Trente ans s’écoulent, et les deux doctrines contradictoires subsistent toujours. Mais, par un phénomène assez fréquent dans l’histoire des partis en Amérique, elles ont changé de camp, et les rôles se trouvent intervertis. Ce sont alors les démocrates qui défendent la suprématie de l’arbitrage judiciaire avec autant de vigueur qu’ils en déployaient naguère pour la combattre. A entendre leur chef, le président Buchanan, proclamer, dans son adresse d’inauguration, « qu’il se rangera, comme tous les bons citoyens, à l’opinion de la cour suprême sur une difficulté constitutionnelle qu’elle a le droit de régler, » ne croirait-on pas reconnaître quelque vieux survivant de l’école fédéraliste ? Ce revirement s’explique. Le haut tribunal va juger une grave affaire, où est impliquée la question de l’esclavage, et les démocrates esclavagistes ont lieu de compter sur une sentence favorable à leurs intérêts.

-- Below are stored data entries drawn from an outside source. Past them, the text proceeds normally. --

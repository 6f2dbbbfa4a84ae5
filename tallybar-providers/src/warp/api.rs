//! Warp GraphQL client and response mapping.

use chrono::{DateTime, Utc};
use reqwest::header::{AUTHORIZATION, HeaderMap, HeaderValue};
use serde::Deserialize;
use serde_json::json;
use tallybar_core::{LoginMethod, ProviderIdentity, ProviderKind, UsageSnapshot, UsageWindow};
use tallybar_fetch::{Credential, HttpClient, ResponseExt};
use tracing::{debug, instrument};

use super::error::WarpError;

// ============================================================================
// Constants
// ============================================================================

/// Warp GraphQL endpoint.
pub const DEFAULT_ENDPOINT: &str = "https://app.warp.dev/graphql/v2?op=GetRequestLimitInfo";

const OPERATION_NAME: &str = "GetRequestLimitInfo";

const QUERY: &str = r"query GetRequestLimitInfo($requestContext: RequestContext!) {
  user(requestContext: $requestContext) {
    __typename
    ... on UserOutput {
      user {
        requestLimitInfo {
          isUnlimited
          nextRefreshTime
          requestLimit
          requestsUsedSinceLastRefresh
        }
        bonusGrants {
          requestCreditsGranted
          requestCreditsRemaining
          expiration
        }
      }
    }
  }
}";

const CLIENT_ID: &str = "warp-app";

// ============================================================================
// API Response Types
// ============================================================================

#[derive(Debug, Deserialize)]
struct GraphQlResponse {
    data: Option<ResponseData>,
    #[serde(default)]
    errors: Vec<GraphQlErrorMessage>,
}

#[derive(Debug, Deserialize)]
struct GraphQlErrorMessage {
    message: String,
}

#[derive(Debug, Deserialize)]
struct ResponseData {
    user: Option<UserOutput>,
}

#[derive(Debug, Deserialize)]
struct UserOutput {
    #[serde(rename = "__typename", default)]
    typename: Option<String>,
    user: Option<WarpUser>,
}

#[derive(Debug, Deserialize)]
#[serde(rename_all = "camelCase")]
struct WarpUser {
    request_limit_info: Option<WarpRequestLimits>,
    #[serde(default)]
    bonus_grants: Vec<WarpBonusGrant>,
}

/// Request allowance for the current refresh period.
#[derive(Debug, Clone, PartialEq, Deserialize)]
#[serde(rename_all = "camelCase")]
pub struct WarpRequestLimits {
    /// Whether the plan has no request cap.
    #[serde(default)]
    pub is_unlimited: bool,
    /// When the counter resets.
    #[serde(default)]
    pub next_refresh_time: Option<DateTime<Utc>>,
    /// Requests allowed per period.
    #[serde(default)]
    pub request_limit: f64,
    /// Requests consumed since the last reset.
    #[serde(default)]
    pub requests_used_since_last_refresh: f64,
}

/// One-off request credits granted on top of the plan.
#[derive(Debug, Clone, PartialEq, Deserialize)]
#[serde(rename_all = "camelCase")]
pub struct WarpBonusGrant {
    /// Credits granted.
    #[serde(default)]
    pub request_credits_granted: f64,
    /// Credits still unused.
    #[serde(default)]
    pub request_credits_remaining: f64,
    /// When the grant lapses.
    #[serde(default)]
    pub expiration: Option<DateTime<Utc>>,
}

/// Parsed result of the request limit query.
#[derive(Debug, Clone, PartialEq)]
pub struct WarpUsage {
    /// Plan allowance.
    pub limits: WarpRequestLimits,
    /// Bonus grants, possibly empty.
    pub bonus_grants: Vec<WarpBonusGrant>,
}

// ============================================================================
// Parsing
// ============================================================================

/// Parses the GraphQL response body.
///
/// Usable data wins over `errors`: a partial success still yields usage.
pub fn parse_usage(body: &str) -> Result<WarpUsage, WarpError> {
    let response: GraphQlResponse = serde_json::from_str(body)
        .map_err(|e| WarpError::InvalidResponse(format!("graphql: {e}")))?;

    let output = match response.data.and_then(|d| d.user) {
        Some(UserOutput {
            user:
                Some(WarpUser {
                    request_limit_info: Some(limits),
                    bonus_grants,
                }),
            ..
        }) => {
            for error in &response.errors {
                debug!(message = %error.message, "Ignoring GraphQL error next to usable data");
            }
            return Ok(WarpUsage {
                limits,
                bonus_grants,
            });
        }
        other => other,
    };

    if let Some(first) = response.errors.first() {
        let lower = first.message.to_lowercase();
        if lower.contains("unauthorized") || lower.contains("unauthenticated") {
            return Err(WarpError::Unauthorized(first.message.clone()));
        }
        return Err(WarpError::GraphQl(first.message.clone()));
    }

    let output = output.ok_or_else(|| WarpError::InvalidResponse("missing user".to_string()))?;

    if output.user.is_none() {
        // Anything other than UserOutput is the server's way of saying the
        // caller is not signed in.
        let typename = output.typename.unwrap_or_else(|| "unknown".to_string());
        return Err(WarpError::Unauthorized(typename));
    }

    Err(WarpError::InvalidResponse("missing requestLimitInfo".to_string()))
}

/// Builds the normalized snapshot.
///
/// The plan allowance is the weekly window. Bonus grants are summed into
/// the secondary window, which resets when the earliest live grant expires.
pub fn build_snapshot(usage: &WarpUsage) -> UsageSnapshot {
    let limits = &usage.limits;
    let mut snapshot = UsageSnapshot::new();

    let weekly = if limits.is_unlimited {
        UsageWindow::new(limits.requests_used_since_last_refresh).labeled("Unlimited")
    } else {
        UsageWindow::with_limit(limits.requests_used_since_last_refresh, limits.request_limit)
            .labeled("Requests")
    };
    snapshot.weekly = Some(weekly.resetting_at(limits.next_refresh_time));

    if !usage.bonus_grants.is_empty() {
        let granted: f64 = usage.bonus_grants.iter().map(|g| g.request_credits_granted).sum();
        let remaining: f64 = usage.bonus_grants.iter().map(|g| g.request_credits_remaining).sum();
        let next_expiry = usage
            .bonus_grants
            .iter()
            .filter(|g| g.request_credits_remaining > 0.0)
            .filter_map(|g| g.expiration)
            .min();

        snapshot.secondary = Some(
            UsageWindow::with_limit((granted - remaining).max(0.0), granted)
                .resetting_at(next_expiry)
                .labeled("Bonus credits"),
        );
    }

    let mut identity = ProviderIdentity::new(ProviderKind::Warp);
    identity.login_method = Some(LoginMethod::ApiKey);
    if limits.is_unlimited {
        identity.plan_name = Some("Unlimited".to_string());
    }
    snapshot.identity = Some(identity);

    snapshot
}

// ============================================================================
// API Client
// ============================================================================

/// Warp GraphQL client over the shared HTTP client.
#[derive(Debug)]
pub struct WarpClient<'a> {
    http: &'a HttpClient,
    endpoint: &'a str,
}

impl<'a> WarpClient<'a> {
    /// Creates a client.
    pub fn new(http: &'a HttpClient, endpoint: &'a str) -> Self {
        Self { http, endpoint }
    }

    /// Runs the request limit query.
    #[instrument(skip(self, credential))]
    pub async fn usage(&self, credential: &Credential) -> Result<WarpUsage, WarpError> {
        let mut headers = HeaderMap::new();
        let auth = HeaderValue::from_str(&credential.bearer())
            .map_err(|_| WarpError::Unauthorized("API key is not a valid header value".to_string()))?;
        headers.insert(AUTHORIZATION, auth);
        headers.insert("x-warp-client-id", HeaderValue::from_static(CLIENT_ID));

        let body = json!({
            "operationName": OPERATION_NAME,
            "query": QUERY,
            "variables": {
                "requestContext": {
                    "clientContext": {},
                    "osContext": {}
                }
            }
        });

        let response = self
            .http
            .post_json_with_headers(self.endpoint, headers, &body)
            .await?;
        let status = response.status();

        if response.is_unauthorized() {
            return Err(WarpError::Unauthorized(format!("HTTP {}", status.as_u16())));
        }
        if response.is_rate_limited() {
            return Err(WarpError::RateLimited {
                retry_after: response.retry_after_secs(),
            });
        }
        if !status.is_success() {
            return Err(WarpError::Api(status.as_u16()));
        }

        let text = response.text().await?;
        debug!(len = text.len(), "Warp response received");
        parse_usage(&text)
    }
}

// ============================================================================
// Tests
// ============================================================================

Mais les républicains, héritiers des whigs et des anciens fédéralistes, exécutent un changement de front inverse. Ils se rallient au système de l’indépendance des pouvoirs, qu’ils ont si fort attaqué lors du débat sur la banque, et empruntent le langage même de Jackson pour réfuter leurs propres principes d’autrefois. « L’arrêt de la cour suprême, dira plus tard le président Lincoln dans son message inaugural, le 4 mars 1861, est obligatoire pour les parties au procès et résout le point en litige ; il mérite aussi d’appeler l’attention des autres détenteurs de la puissance publique dans les cas semblables. Mais les citoyens impartiaux avoueront que, si la politique du gouvernement sur les questions vitales intéressant la nation entière est irrévocablement fixée par la cour suprême, le peuple abdique sa souveraineté au profit de l’auguste tribunal. »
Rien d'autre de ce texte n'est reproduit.